Content starts
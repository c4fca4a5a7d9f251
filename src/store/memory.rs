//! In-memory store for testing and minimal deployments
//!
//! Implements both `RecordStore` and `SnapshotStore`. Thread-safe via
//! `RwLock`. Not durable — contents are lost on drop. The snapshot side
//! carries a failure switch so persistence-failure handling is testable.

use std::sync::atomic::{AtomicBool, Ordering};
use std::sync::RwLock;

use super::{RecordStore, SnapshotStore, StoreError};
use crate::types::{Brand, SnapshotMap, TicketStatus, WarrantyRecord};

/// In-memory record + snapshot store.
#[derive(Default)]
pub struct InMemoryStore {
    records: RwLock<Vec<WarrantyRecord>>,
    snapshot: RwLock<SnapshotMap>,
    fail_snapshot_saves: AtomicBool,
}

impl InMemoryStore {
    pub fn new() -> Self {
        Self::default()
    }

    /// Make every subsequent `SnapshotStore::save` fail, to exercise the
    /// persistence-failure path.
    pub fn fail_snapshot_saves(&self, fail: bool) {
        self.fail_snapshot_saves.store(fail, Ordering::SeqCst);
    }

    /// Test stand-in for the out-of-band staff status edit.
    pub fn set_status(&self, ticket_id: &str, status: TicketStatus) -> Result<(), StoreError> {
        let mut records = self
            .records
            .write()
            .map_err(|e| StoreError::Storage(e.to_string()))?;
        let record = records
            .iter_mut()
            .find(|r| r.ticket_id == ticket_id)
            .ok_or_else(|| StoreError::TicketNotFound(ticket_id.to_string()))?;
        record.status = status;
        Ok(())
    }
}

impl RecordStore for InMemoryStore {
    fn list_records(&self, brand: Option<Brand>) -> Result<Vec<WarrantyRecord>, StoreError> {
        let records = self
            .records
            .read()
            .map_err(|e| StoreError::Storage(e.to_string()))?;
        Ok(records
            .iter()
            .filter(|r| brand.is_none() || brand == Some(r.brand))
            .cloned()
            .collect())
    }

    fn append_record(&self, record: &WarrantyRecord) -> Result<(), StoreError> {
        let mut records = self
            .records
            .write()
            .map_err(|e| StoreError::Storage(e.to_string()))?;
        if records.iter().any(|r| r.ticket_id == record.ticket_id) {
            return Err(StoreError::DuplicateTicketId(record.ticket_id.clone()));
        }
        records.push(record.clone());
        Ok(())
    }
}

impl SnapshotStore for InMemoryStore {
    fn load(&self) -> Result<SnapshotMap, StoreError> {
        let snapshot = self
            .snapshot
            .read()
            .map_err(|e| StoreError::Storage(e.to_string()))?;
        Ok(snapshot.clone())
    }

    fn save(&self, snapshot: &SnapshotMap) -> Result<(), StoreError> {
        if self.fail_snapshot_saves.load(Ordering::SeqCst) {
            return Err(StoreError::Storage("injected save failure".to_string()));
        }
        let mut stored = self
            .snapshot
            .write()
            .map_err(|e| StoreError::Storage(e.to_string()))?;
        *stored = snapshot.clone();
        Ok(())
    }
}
Content ends
EXERCISE:
Within the entries, count the lines containing the string "SeqCst" and state nothing but the result.

RESULT:
2